### Given data

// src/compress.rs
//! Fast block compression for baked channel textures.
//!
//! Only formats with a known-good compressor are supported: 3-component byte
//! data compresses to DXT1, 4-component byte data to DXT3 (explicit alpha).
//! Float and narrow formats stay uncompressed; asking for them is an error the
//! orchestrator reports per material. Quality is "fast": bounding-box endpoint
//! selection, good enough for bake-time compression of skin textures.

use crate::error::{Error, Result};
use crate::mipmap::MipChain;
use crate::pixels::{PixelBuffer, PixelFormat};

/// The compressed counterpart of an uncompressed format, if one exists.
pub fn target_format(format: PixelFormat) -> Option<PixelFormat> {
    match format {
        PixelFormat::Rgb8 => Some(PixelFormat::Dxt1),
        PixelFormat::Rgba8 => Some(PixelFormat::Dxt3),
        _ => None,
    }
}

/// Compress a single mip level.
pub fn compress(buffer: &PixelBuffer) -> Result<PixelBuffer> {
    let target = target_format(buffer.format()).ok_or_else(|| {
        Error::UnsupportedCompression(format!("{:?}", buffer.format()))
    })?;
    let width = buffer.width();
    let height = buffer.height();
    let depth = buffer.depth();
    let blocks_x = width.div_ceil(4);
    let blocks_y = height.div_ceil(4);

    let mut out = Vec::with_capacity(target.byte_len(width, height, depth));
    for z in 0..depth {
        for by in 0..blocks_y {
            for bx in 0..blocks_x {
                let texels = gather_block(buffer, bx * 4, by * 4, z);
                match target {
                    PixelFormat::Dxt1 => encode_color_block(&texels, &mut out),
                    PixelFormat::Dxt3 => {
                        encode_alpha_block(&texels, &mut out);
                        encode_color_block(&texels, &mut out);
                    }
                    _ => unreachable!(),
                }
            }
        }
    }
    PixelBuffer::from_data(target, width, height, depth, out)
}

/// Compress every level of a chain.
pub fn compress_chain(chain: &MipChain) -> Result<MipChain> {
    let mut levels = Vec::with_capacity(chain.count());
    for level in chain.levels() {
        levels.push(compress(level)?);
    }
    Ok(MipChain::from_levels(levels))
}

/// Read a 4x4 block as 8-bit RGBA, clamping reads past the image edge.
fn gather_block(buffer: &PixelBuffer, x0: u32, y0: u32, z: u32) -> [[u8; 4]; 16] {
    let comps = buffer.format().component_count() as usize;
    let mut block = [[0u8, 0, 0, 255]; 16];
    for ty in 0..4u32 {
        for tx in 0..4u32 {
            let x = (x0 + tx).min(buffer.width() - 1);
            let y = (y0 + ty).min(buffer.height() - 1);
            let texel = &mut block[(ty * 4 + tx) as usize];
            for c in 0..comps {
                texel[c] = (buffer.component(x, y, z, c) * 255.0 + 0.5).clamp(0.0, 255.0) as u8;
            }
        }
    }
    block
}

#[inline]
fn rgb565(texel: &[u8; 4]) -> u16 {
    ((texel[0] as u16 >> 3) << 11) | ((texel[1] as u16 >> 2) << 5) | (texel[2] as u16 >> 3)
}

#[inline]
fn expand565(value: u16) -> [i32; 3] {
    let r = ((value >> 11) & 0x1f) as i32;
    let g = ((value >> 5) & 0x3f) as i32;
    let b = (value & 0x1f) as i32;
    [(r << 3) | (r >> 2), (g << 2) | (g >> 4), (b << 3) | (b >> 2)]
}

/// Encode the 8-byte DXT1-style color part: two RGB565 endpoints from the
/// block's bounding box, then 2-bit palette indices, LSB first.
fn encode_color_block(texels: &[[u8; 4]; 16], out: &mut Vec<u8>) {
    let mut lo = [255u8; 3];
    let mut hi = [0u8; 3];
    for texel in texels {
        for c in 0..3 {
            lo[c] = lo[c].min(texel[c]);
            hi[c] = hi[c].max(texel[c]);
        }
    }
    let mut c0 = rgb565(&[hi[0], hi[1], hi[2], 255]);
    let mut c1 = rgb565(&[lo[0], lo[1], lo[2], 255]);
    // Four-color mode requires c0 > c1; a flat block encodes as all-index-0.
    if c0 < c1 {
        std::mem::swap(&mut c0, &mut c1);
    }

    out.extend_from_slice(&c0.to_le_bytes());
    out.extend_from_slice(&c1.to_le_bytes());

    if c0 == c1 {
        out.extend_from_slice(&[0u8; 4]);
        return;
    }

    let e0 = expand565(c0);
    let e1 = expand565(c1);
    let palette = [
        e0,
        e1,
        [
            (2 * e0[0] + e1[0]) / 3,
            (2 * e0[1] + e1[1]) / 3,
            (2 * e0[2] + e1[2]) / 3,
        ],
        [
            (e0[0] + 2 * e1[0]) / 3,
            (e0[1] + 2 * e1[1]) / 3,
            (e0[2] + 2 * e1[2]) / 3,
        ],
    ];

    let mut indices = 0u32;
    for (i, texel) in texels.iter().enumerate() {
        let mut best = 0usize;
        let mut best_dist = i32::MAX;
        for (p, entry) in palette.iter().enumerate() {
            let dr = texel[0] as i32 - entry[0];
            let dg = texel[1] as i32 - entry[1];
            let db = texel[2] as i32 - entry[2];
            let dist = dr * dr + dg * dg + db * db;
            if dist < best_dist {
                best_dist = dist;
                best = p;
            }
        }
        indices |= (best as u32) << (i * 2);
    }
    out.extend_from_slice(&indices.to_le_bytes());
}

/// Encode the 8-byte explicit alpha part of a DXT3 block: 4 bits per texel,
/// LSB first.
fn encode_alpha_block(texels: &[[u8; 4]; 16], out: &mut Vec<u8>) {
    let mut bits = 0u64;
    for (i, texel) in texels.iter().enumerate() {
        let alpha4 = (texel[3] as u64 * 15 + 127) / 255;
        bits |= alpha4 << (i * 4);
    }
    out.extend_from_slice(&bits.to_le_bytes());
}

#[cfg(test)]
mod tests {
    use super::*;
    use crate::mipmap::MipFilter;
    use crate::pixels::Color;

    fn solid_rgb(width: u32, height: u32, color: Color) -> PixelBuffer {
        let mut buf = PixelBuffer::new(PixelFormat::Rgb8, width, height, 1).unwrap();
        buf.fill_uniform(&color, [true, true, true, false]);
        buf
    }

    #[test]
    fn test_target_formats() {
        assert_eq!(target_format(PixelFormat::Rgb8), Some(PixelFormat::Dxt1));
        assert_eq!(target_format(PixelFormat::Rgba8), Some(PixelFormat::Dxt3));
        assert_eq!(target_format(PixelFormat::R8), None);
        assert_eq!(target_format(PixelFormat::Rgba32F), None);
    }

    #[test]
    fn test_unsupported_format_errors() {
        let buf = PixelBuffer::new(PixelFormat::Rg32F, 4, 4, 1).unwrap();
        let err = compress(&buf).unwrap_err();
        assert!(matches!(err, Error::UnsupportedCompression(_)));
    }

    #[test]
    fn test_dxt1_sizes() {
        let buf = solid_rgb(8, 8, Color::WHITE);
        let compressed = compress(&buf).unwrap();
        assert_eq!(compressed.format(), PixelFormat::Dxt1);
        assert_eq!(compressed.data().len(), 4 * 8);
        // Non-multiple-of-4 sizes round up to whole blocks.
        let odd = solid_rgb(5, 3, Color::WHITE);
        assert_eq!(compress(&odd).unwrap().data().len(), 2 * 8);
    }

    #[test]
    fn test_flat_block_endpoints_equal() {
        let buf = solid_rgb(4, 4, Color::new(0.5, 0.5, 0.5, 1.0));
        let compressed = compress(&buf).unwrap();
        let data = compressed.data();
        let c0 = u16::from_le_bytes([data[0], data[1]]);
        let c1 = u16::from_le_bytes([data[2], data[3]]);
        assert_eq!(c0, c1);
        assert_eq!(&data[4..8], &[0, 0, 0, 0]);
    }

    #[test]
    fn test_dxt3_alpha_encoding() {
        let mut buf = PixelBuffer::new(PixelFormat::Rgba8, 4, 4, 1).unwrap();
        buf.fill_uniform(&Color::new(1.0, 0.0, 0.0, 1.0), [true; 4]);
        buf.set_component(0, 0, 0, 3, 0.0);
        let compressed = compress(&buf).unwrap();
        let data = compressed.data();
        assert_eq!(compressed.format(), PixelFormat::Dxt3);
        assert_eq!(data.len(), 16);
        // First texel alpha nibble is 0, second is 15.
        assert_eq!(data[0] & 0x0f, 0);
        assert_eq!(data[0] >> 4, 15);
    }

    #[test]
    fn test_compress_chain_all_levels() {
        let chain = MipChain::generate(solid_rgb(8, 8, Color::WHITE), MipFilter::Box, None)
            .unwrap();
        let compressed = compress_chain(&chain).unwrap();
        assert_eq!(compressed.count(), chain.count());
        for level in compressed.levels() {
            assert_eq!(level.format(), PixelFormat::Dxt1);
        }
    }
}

### Task requirements
Look above for the line with "let depth = buffer.depth();" and the line with "for bx in 0..blocks_x". Retype those two lines and every line between them exactly, adding nothing.

### Finished exercise
    let depth = buffer.depth();
    let blocks_x = width.div_ceil(4);
    let blocks_y = height.div_ceil(4);

    let mut out = Vec::with_capacity(target.byte_len(width, height, depth));
    for z in 0..depth {
        for by in 0..blocks_y {
            for bx in 0..blocks_x {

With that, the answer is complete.